Today, as one stands facing the Hill of Myzythras in Laconia, on which Mystras was built, it’s easy to immediately grasps the importance of the place. Crowned with a mighty citadel and walls that descend around its Upper and Lower towns and their many painted churches, Mystras is rightly considered one of Greece’s greatest archaeological sites, worthy of its ranking as a UNESCO World Heritage Monument. Access to the Mystras castle can be gained through either of two gates; most visitors choose to enter through the Lower Gate that leads directly to the Lower Town and afterward to ascend to the Upper Gate by car to visit the Upper Town.

Monemvasia, Laconia

Monemvasia, located in Laconia, is Europe’s only castle that has never ceased being inhabited. Behind the limestone walls with which it is built, around 15 people are permanent residents, but many more come and go daily. As for year-round visitors, that goes without saying; 90% of them being romance-seeking lovers.

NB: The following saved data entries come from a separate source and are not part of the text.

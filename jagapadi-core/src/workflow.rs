//! The four-state detection workflow.
//!
//! ```text
//! Initial ──▶ ImageReady ──▶ Processing ──▶ Results
//!    ▲           │  ▲            │             │
//!    └───────────┘  └────────────┘             │
//!    ▲              ▲ (re-run)                 │
//!    └──────────────┴──────────────────────────┘
//! ```
//!
//! Transitions outside the table are refused and logged; the state is left
//! untouched. Every accepted transition is broadcast as a [`StateChange`].

use tokio::sync::{broadcast, watch};

use crate::error::{Error, Result};
use crate::types::{StateChange, WorkflowState};

const CHANGE_CHANNEL_CAPACITY: usize = 64;

/// Owner of the current [`WorkflowState`].
pub struct WorkflowStateMachine {
    state: watch::Sender<WorkflowState>,
    changes: broadcast::Sender<StateChange>,
}

impl Default for WorkflowStateMachine {
    fn default() -> Self {
        Self::new()
    }
}

impl WorkflowStateMachine {
    pub fn new() -> Self {
        let (state, _) = watch::channel(WorkflowState::Initial);
        let (changes, _) = broadcast::channel(CHANGE_CHANNEL_CAPACITY);
        Self { state, changes }
    }

    /// Current state.
    pub fn current(&self) -> WorkflowState {
        *self.state.borrow()
    }

    /// Attempt a transition to `target`.
    pub fn transition(&self, target: WorkflowState) -> Result<StateChange> {
        let mut previous = target;
        let applied = self.state.send_if_modified(|state| {
            previous = *state;
            if state.can_transition_to(target) {
                *state = target;
                true
            } else {
                false
            }
        });

        if !applied {
            tracing::warn!(from = %previous, to = %target, "Rejected workflow transition");
            return Err(Error::InvalidTransition {
                from: previous,
                to: target,
            });
        }

        let change = StateChange {
            previous,
            current: target,
        };
        tracing::info!(from = %previous, to = %target, "Workflow transition");
        // No subscribers is fine.
        let _ = self.changes.send(change);
        Ok(change)
    }

    /// Return to `Initial` from any state except `Processing`.
    ///
    /// Returns the state the machine is in afterwards.
    pub fn reset_unless_processing(&self) -> WorkflowState {
        match self.current() {
            WorkflowState::Initial | WorkflowState::Processing => self.current(),
            _ => match self.transition(WorkflowState::Initial) {
                Ok(change) => change.current,
                Err(_) => self.current(),
            },
        }
    }

    /// Subscribe to `(previous, current)` notifications.
    pub fn subscribe(&self) -> broadcast::Receiver<StateChange> {
        self.changes.subscribe()
    }

    /// Watch the current state (latest value only).
    pub fn watch(&self) -> watch::Receiver<WorkflowState> {
        self.state.subscribe()
    }
}
//! Connection lifecycle with the detection service.
//!
//! The local status is the single source of truth for whether detection may
//! start. It is only ever `Connected` after the service has confirmed both
//! reachability and authentication; every failure path lands on
//! `Disconnected`.

use std::sync::Arc;

use tokio::sync::watch;

use crate::error::{Error, Result};
use crate::service::ServiceClient;
use crate::types::{SessionStatus, WorkflowState};
use crate::workflow::WorkflowStateMachine;

/// Owner of the [`SessionStatus`].
pub struct SessionManager {
    client: Arc<ServiceClient>,
    workflow: Arc<WorkflowStateMachine>,
    status: watch::Sender<SessionStatus>,
}

impl SessionManager {
    pub fn new(client: Arc<ServiceClient>, workflow: Arc<WorkflowStateMachine>) -> Self {
        let (status, _) = watch::channel(SessionStatus::Disconnected);
        Self {
            client,
            workflow,
            status,
        }
    }

    /// Current status.
    pub fn status(&self) -> SessionStatus {
        *self.status.borrow()
    }

    /// Subscribe to status changes (e.g. to enable detection controls).
    pub fn subscribe(&self) -> watch::Receiver<SessionStatus> {
        self.status.subscribe()
    }

    /// Ask the service whether it is reachable and authenticated.
    ///
    /// Transport failures count as disconnected.
    pub async fn check_status(&self) -> SessionStatus {
        let status = match self.client.status().await {
            Ok(reported) if reported.is_ready() => SessionStatus::Connected,
            Ok(reported) => {
                tracing::debug!(
                    connected = reported.connected,
                    authenticated = reported.authenticated,
                    "Service not ready"
                );
                SessionStatus::Disconnected
            }
            Err(e) => {
                tracing::info!(error = %e, "Status check failed, assuming disconnected");
                SessionStatus::Disconnected
            }
        };
        self.set_status(status);
        status
    }

    /// Authenticate with `credential`.
    ///
    /// Returns the service's confirmation message.
    pub async fn connect(&self, credential: &str) -> Result<String> {
        if credential.is_empty() {
            return Err(Error::MissingCredential);
        }

        self.set_status(SessionStatus::Connecting);

        match self.client.connect(credential).await {
            Ok(message) => {
                self.set_status(SessionStatus::Connected);
                tracing::info!("Connected to detection service");
                Ok(message)
            }
            Err(e) => {
                self.set_status(SessionStatus::Disconnected);
                tracing::warn!(error = %e, "Connection failed");
                Err(e)
            }
        }
    }

    /// Drop the session.
    ///
    /// Always ends `Disconnected`. The workflow returns to `Initial` unless a
    /// detection is in flight, which is left to finish.
    pub async fn disconnect(&self) -> String {
        let message = match self.client.disconnect().await {
            Ok(message) => message,
            Err(e) => {
                tracing::warn!(error = %e, "Remote disconnect failed, disconnecting locally");
                "Disconnected from server".to_string()
            }
        };

        self.set_status(SessionStatus::Disconnected);

        let state = self.workflow.reset_unless_processing();
        if state == WorkflowState::Processing {
            tracing::info!("Disconnected during processing; detection continues");
        }

        message
    }

    fn set_status(&self, next: SessionStatus) {
        self.status.send_if_modified(|current| {
            if *current == next {
                return false;
            }
            tracing::info!(from = %*current, to = %next, "Session status changed");
            *current = next;
            true
        });
    }
}

#[cfg(test)]
mod tests {
    use super::*;
    use crate::config::ServiceConfig;

    /// Points at a port nothing listens on.
    fn unreachable_manager() -> SessionManager {
        let config = ServiceConfig {
            base_url: "http://127.0.0.1:9".to_string(),
            timeout_secs: 2,
            max_retries: 0,
        };
        let client = Arc::new(ServiceClient::new(config).unwrap());
        SessionManager::new(client, Arc::new(WorkflowStateMachine::new()))
    }

    #[tokio::test]
    async fn test_missing_credential_changes_nothing() {
        let manager = unreachable_manager();
        let mut rx = manager.subscribe();

        let err = manager.connect("").await.unwrap_err();
        assert!(matches!(err, Error::MissingCredential));
        assert_eq!(manager.status(), SessionStatus::Disconnected);
        assert!(!rx.has_changed().unwrap());
    }

    #[tokio::test]
    async fn test_transport_failure_is_fail_safe() {
        let manager = unreachable_manager();

        assert_eq!(manager.check_status().await, SessionStatus::Disconnected);

        let err = manager.connect("jagapadi2024").await.unwrap_err();
        assert!(matches!(err, Error::Transport(_)));
        assert_eq!(manager.status(), SessionStatus::Disconnected);
    }

    #[tokio::test]
    async fn test_disconnect_is_local_when_remote_fails() {
        let manager = unreachable_manager();
        manager.workflow.transition(WorkflowState::ImageReady).unwrap();

        let message = manager.disconnect().await;
        assert_eq!(message, "Disconnected from server");
        assert_eq!(manager.status(), SessionStatus::Disconnected);
        assert_eq!(manager.workflow.current(), WorkflowState::Initial);
    }
}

Monemvasia, on the edge of the rock, is reached by crossing a bridge, but only by foot; cars are left at the main gateway (Kentriki Pyli), or “moni emvasi”, meaning the only entrance, hence the destination’s name. Monemvasia remained the final Byzantine stronghold to fall under Ottoman control in 1463, and was the first  Peloponnesian castle to be liberated in 1821 in the Greek Independence War.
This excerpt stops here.